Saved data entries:
use logtrail_syntax::SyntaxTree;
use text_size::TextSize;

use crate::{Buffer, Config, Cursor, build_trail, resolve};

/// Statements collected from all cursors of one invocation.
#[derive(Debug, Default, Clone, PartialEq, Eq)]
pub struct PendingEdit {
    /// Terminated statements, in cursor order.
    pub statements: Vec<String>,
    /// Shared insertion offset, from the last cursor that produced a statement.
    pub anchor: TextSize,
    pub indent: usize,
}

/// Runs every cursor through resolution and trail building.
///
/// Cursors that yield nothing are skipped. Returns `None` when no cursor
/// produced a statement.
pub fn aggregate<T: SyntaxTree>(
    tree: &T,
    buffer: &Buffer,
    cursors: &[Cursor],
    config: &Config,
) -> Option<PendingEdit> {
    let mut edit: Option<PendingEdit> = None;

    for cursor in cursors {
        let Some(identifier) = resolve(tree, cursor.offset) else {
            tracing::debug!(offset = ?cursor.offset, "no identifier at cursor");
            continue;
        };
        let Some(trail) = build_trail(buffer, identifier, cursor) else {
            continue;
        };

        let edit = edit.get_or_insert_with(PendingEdit::default);
        edit.statements.push(config.statement(&trail.label));
        edit.anchor = trail.anchor;
        edit.indent = trail.indent;
    }

    edit
}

* Work task:
Pick each line holding "None" out of the entries above and return it.

* Written response:
/// Cursors that yield nothing are skipped. Returns `None` when no cursor
    let mut edit: Option<PendingEdit> = None;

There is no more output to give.